[Opening Records provided section]

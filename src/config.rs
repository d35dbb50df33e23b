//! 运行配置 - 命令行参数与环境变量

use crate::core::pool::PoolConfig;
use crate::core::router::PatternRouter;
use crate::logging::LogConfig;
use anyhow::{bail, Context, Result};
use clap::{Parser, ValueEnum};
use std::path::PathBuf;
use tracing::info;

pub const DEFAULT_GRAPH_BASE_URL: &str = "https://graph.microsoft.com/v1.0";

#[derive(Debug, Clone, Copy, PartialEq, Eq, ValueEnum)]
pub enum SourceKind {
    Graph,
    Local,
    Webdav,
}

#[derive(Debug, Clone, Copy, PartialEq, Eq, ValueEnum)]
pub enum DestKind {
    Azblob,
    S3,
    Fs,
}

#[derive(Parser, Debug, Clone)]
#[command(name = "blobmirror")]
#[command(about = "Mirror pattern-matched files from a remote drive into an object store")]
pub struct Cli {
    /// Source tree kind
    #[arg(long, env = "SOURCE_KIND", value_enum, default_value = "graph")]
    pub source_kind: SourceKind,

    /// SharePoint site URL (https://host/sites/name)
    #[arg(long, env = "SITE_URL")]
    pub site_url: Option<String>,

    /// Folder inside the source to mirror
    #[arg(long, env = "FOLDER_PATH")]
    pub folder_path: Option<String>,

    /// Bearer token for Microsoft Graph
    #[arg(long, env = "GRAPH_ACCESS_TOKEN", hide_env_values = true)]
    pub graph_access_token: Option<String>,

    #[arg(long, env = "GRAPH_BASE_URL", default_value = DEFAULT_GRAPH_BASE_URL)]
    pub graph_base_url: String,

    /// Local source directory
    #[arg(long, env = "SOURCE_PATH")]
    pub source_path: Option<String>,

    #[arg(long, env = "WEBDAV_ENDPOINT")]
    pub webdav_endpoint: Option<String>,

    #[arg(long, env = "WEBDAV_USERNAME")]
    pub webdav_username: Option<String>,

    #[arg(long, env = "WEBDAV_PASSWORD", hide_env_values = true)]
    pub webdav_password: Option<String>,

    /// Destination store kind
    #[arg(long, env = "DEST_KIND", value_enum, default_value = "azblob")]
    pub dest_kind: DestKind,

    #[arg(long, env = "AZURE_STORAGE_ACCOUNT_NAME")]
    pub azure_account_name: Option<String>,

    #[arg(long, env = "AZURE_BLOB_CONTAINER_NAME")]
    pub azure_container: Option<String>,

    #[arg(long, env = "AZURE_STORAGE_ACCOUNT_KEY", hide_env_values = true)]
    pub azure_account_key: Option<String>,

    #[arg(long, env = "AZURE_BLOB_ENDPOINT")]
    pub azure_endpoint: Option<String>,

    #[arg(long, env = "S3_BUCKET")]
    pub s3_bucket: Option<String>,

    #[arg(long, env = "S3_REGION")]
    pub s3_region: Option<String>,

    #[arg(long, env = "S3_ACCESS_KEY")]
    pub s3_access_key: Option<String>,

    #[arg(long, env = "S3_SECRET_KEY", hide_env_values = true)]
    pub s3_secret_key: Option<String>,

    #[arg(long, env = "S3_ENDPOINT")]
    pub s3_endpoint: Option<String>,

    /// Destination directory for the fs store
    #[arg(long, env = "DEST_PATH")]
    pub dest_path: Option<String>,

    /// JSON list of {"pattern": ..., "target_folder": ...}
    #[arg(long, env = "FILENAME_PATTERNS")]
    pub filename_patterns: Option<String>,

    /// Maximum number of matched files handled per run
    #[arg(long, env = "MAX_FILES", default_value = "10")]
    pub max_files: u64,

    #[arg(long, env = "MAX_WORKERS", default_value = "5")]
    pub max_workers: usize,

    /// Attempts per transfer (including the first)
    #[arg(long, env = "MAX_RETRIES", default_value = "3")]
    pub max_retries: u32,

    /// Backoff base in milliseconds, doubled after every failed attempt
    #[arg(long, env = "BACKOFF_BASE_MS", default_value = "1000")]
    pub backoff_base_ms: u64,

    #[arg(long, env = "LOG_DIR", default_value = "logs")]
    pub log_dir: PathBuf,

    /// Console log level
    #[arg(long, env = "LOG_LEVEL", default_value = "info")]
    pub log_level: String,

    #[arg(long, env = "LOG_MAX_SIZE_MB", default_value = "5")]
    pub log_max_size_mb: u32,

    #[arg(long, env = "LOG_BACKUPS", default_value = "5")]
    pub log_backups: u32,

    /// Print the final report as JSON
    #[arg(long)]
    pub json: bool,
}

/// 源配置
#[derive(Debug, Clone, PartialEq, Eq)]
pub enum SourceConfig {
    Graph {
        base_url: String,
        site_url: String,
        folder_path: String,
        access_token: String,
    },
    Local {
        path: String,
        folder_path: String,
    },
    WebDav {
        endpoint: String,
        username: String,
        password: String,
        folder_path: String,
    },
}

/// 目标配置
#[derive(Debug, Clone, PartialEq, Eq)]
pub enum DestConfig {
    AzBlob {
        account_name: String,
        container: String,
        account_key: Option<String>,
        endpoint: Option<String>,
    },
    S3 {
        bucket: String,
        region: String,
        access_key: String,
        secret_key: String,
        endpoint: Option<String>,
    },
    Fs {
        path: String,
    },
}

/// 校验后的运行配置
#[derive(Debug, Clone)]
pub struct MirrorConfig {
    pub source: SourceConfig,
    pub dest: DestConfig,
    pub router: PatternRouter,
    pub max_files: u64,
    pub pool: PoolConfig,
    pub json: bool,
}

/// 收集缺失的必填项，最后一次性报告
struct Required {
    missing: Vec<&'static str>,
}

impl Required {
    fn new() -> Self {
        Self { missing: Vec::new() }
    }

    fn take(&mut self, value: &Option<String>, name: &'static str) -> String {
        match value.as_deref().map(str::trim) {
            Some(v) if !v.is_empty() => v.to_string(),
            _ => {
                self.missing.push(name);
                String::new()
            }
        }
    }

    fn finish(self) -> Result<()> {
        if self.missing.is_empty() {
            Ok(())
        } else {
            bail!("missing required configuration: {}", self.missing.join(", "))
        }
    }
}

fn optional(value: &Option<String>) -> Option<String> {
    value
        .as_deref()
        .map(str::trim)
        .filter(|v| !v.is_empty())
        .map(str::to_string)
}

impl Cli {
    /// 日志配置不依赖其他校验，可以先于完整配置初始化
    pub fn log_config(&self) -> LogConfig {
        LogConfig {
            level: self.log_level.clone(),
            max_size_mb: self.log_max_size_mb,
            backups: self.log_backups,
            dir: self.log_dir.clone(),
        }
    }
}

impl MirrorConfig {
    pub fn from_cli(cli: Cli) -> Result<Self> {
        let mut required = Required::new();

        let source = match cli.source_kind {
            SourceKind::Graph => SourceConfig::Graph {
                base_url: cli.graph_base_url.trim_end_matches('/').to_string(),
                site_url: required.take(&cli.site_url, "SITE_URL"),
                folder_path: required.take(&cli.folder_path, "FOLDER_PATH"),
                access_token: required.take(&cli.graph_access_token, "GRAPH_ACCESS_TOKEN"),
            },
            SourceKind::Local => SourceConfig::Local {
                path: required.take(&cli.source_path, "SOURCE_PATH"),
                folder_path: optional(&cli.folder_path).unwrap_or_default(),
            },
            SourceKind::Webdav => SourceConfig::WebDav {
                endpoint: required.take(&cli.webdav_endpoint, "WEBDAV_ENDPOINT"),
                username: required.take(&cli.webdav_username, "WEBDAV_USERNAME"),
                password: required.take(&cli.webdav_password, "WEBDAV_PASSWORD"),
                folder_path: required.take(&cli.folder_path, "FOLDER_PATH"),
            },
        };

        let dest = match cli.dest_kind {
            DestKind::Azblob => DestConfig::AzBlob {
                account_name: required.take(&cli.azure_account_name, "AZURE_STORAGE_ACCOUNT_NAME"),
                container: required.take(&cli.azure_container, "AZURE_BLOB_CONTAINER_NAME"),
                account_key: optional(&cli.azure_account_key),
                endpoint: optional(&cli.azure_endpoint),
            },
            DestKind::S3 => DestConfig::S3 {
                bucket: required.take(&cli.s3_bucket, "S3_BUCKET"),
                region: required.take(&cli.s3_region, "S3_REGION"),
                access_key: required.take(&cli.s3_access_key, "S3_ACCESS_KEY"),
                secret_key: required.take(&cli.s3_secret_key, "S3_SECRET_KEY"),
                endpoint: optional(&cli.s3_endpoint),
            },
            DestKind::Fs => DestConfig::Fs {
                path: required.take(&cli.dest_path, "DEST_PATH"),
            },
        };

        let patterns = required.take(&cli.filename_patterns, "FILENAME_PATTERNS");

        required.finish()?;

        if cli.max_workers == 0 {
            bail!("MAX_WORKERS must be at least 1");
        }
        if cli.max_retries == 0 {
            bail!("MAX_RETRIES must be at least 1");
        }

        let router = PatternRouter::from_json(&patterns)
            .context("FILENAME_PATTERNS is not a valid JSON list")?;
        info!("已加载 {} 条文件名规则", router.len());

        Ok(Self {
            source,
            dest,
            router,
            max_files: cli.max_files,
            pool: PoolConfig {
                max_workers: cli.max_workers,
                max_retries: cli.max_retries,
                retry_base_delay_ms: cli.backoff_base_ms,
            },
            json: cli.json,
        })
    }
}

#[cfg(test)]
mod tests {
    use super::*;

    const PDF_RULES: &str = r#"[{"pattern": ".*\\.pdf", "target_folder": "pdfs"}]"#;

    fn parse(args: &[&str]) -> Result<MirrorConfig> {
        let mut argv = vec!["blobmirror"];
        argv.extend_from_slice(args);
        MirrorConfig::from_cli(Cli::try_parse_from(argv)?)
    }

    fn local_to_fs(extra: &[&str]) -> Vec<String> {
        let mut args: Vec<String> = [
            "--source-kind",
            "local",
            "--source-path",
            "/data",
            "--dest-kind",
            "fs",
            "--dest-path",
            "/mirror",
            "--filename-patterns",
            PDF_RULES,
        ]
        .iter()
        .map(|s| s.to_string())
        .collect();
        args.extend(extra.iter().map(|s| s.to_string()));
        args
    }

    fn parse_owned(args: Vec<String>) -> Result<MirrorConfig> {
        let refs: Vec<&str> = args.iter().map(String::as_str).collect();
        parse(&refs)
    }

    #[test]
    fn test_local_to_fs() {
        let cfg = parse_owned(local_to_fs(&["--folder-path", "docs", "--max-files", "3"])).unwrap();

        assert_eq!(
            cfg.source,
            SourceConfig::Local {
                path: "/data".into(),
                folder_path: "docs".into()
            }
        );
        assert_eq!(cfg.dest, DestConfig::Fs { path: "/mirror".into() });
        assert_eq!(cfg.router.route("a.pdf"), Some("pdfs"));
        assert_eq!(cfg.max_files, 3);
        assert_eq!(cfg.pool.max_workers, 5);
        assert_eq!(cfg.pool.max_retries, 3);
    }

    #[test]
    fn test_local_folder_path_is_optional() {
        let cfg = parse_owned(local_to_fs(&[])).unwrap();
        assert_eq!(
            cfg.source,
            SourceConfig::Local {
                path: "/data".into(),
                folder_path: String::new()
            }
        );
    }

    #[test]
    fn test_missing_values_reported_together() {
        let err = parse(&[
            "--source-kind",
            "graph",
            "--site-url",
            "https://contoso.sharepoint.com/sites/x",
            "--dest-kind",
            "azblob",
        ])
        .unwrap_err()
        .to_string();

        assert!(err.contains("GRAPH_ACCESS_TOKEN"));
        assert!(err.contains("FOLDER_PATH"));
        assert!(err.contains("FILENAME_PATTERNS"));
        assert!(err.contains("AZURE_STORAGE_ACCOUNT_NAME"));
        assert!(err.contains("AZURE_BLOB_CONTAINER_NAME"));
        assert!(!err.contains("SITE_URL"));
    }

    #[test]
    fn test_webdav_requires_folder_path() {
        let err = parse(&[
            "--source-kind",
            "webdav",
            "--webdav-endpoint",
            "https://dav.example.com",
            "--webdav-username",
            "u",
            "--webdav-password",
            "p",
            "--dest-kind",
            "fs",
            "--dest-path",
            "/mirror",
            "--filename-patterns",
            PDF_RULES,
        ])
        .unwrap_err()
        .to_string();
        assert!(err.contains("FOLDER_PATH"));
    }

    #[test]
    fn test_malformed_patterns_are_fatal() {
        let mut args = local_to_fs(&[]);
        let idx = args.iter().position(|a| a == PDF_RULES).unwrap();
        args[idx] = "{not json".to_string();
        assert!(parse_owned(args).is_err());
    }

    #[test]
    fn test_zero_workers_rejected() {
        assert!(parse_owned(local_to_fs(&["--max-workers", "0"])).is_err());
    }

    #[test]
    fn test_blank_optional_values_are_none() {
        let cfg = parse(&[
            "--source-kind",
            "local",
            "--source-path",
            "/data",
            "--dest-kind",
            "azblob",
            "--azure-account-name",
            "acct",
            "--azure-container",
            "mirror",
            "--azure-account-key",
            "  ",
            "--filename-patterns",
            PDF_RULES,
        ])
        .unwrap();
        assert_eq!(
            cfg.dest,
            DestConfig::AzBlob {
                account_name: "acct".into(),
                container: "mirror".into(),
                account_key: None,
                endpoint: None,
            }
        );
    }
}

[Closing Records provided section]

Collect every line with the string "store" from the records, and copy each.

#[command(about = "Mirror pattern-matched files from a remote drive into an object store")]
    /// Destination store kind
    /// Destination directory for the fs store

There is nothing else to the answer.